There are many applications for the NARX network, one of the more important being the modeling of nonlinear dynamic systems. A neural network that is considered as a learning machine system applies input series and output series of d previous data points to predict the next output and train itself by making the comparison between the predicted output and the actual data of the time in question. This procedure will be continuously performed, step by step and along the time series, in order to achieve the lowest mean error between the network output and the target.

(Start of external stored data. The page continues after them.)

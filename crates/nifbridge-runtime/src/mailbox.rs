//! Process mailboxes
//!
//! Every managed-side process owns exactly one `Mailbox` (single consumer).
//! Any number of `Pid`s may point at it, and sending through a `Pid` never
//! blocks, so native OS threads can enqueue messages without touching the
//! host scheduler.

use crate::env::{Env, TermRef};
use crate::error::{BridgeError, BridgeResult};
use crate::term::Term;
use std::fmt;
use std::sync::atomic::{AtomicU64, Ordering};
use std::sync::Arc;
use tokio::sync::mpsc;

/// Global process ID counter
static PID_COUNTER: AtomicU64 = AtomicU64::new(1);

/// One delivered message. The term was moved out of the sender's
/// environment, so the receiver owns it outright.
#[derive(Debug)]
pub struct Message {
    pub from_env: u64,
    pub term: Term,
}

/// Mailbox identity
#[derive(Clone)]
pub struct Pid {
    id: u64,
    name: Option<Arc<str>>,
    inner: Arc<mpsc::UnboundedSender<Message>>,
}

impl Pid {
    pub fn id(&self) -> u64 {
        self.id
    }

    pub fn name(&self) -> Option<&str> {
        self.name.as_deref()
    }

    /// Send a term held in `env`, then clear `env`.
    ///
    /// Fire-and-forget: returns as soon as the message is enqueued. Every
    /// term in `env` is released, matching the host send primitive, so the
    /// environment can be reused for the reply.
    pub fn send(&self, env: &mut Env, term: TermRef) -> BridgeResult<()> {
        let term = env.take(term)?;
        let from_env = env.id();
        env.clear();

        self.inner
            .send(Message { from_env, term })
            .map_err(|_| BridgeError::SendFailed { pid: self.id })?;

        tracing::trace!(pid = self.id, env = from_env, "message enqueued");
        Ok(())
    }

    /// Send an owned term from managed code
    pub fn send_term(&self, term: Term) -> BridgeResult<()> {
        self.inner
            .send(Message { from_env: 0, term })
            .map_err(|_| BridgeError::SendFailed { pid: self.id })
    }

    /// Check if the receiving process is gone
    pub fn is_closed(&self) -> bool {
        self.inner.is_closed()
    }
}

impl PartialEq for Pid {
    fn eq(&self, other: &Self) -> bool {
        self.id == other.id
    }
}

impl Eq for Pid {}

impl fmt::Debug for Pid {
    fn fmt(&self, f: &mut fmt::Formatter<'_>) -> fmt::Result {
        f.debug_struct("Pid")
            .field("id", &self.id)
            .field("name", &self.name)
            .field("is_closed", &self.is_closed())
            .finish()
    }
}

impl fmt::Display for Pid {
    fn fmt(&self, f: &mut fmt::Formatter<'_>) -> fmt::Result {
        write!(f, "#PID<0.{}.0>", self.id)
    }
}

/// Receiving half owned by one managed-side process
pub struct Mailbox {
    pid: u64,
    inner: mpsc::UnboundedReceiver<Message>,
}

impl Mailbox {
    /// ID of the process this mailbox belongs to
    pub fn pid_id(&self) -> u64 {
        self.pid
    }

    /// Wait for the next message. `None` once every `Pid` is dropped.
    pub async fn recv(&mut self) -> Option<Message> {
        self.inner.recv().await
    }

    /// Take a message if one is already queued
    pub fn try_recv(&mut self) -> Option<Message> {
        self.inner.try_recv().ok()
    }

    /// Refuse further sends; messages already queued can still be received
    pub fn close(&mut self) {
        self.inner.close();
    }

    /// Block the current OS thread until a message arrives.
    ///
    /// Must not be called from inside the host runtime.
    pub fn blocking_recv(&mut self) -> Option<Message> {
        self.inner.blocking_recv()
    }
}

impl fmt::Debug for Mailbox {
    fn fmt(&self, f: &mut fmt::Formatter<'_>) -> fmt::Result {
        f.debug_struct("Mailbox").field("pid", &self.pid).finish()
    }
}

/// Create a new mailbox and the first `Pid` addressing it
pub fn mailbox(name: Option<&str>) -> (Pid, Mailbox) {
    let (tx, rx) = mpsc::unbounded_channel();
    let id = PID_COUNTER.fetch_add(1, Ordering::Relaxed);

    let pid = Pid {
        id,
        name: name.map(Arc::from),
        inner: Arc::new(tx),
    };
    let mailbox = Mailbox { pid: id, inner: rx };

    (pid, mailbox)
}

#[cfg(test)]
mod tests {
    use super::*;

    #[test]
    fn test_send_moves_term_and_clears_env() {
        let (pid, mut mailbox) = mailbox(Some("evaluator"));
        let mut env = Env::new();
        let r = env.copy(&Term::Integer(42)).unwrap();
        env.copy(&Term::nil()).unwrap();

        pid.send(&mut env, r).unwrap();

        assert!(env.is_empty());
        let msg = mailbox.try_recv().unwrap();
        assert_eq!(msg.term, Term::Integer(42));
        assert_eq!(msg.from_env, env.id());
    }

    #[test]
    fn test_send_to_closed_mailbox_fails() {
        let (pid, mailbox) = mailbox(None);
        drop(mailbox);

        assert!(pid.is_closed());
        assert_eq!(
            pid.send_term(Term::nil()),
            Err(BridgeError::SendFailed { pid: pid.id() })
        );
    }

    #[test]
    fn test_messages_arrive_in_order() {
        let (pid, mut mailbox) = mailbox(None);
        let clone = pid.clone();

        pid.send_term(Term::Integer(1)).unwrap();
        clone.send_term(Term::Integer(2)).unwrap();
        pid.send_term(Term::Integer(3)).unwrap();

        let received: Vec<Term> = std::iter::from_fn(|| mailbox.try_recv())
            .map(|m| m.term)
            .collect();
        assert_eq!(
            received,
            vec![Term::Integer(1), Term::Integer(2), Term::Integer(3)]
        );
    }

    #[test]
    fn test_send_from_native_thread() {
        let (pid, mut mailbox) = mailbox(None);

        std::thread::spawn(move || pid.send_term(Term::atom("hello")).unwrap())
            .join()
            .unwrap();

        assert_eq!(mailbox.blocking_recv().unwrap().term, Term::atom("hello"));
    }

    #[test]
    fn test_pid_display() {
        let (pid, _mailbox) = mailbox(None);
        assert_eq!(pid.to_string(), format!("#PID<0.{}.0>", pid.id()));
    }
}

In this study, a clear and efficiently coded tool in Matlab named “narxnet” [57] is used to establish a one-step-ahead prediction model. The architecture of a NARX network includes the number of hidden layers, the number of delays (the number of past data of that network that account for training), and portions of training, validation, and testing. NARX networks divide the data into three subsets: Training set, Validation set, and Testing set, which sets will be spread randomly along the time series, with a configured percentage for each of them; in this study, the proportions are training 80%, validation 10%, and testing 10%. Although the best architecture to apply depends on the type of the problem to be solved by the network, there is no rule of thumb to select the number of hidden layers and delays [19, 58]. In this study, Levenberg-Marquardt optimization is used as the training algorithm, which is a built-in algorithm in Matlab [59].

Research Framework

This paper attempts to predict futures prices, on the basis of daily historical prices, along with their technical indicators: RSI, MACD, MACD Signal, Stochastic Fast %K, Stochastic Slow %K, Stochastic %D, and Ultimate Oscillator. The main aspect of this paper is to study the performance of the novel Wavelet PCA Neural Network (WPCA-NN) model on the futures of the Hong Kong, Japanese (NIKKEI-225), Singaporean (SiMSCI), South Korean (KOSPI-200), and Taiwanese (TAIEX) indices. The results of WPCA-NN are evaluated with those of NN and WNN and the threshold passive buy-and-hold across these East Asian futures markets to check the signal accuracy and trading profitability performance. An interesting by-product of this study is the extraction of the best setting combinations of WPCA-NN in each of these futures markets for further trading purposes.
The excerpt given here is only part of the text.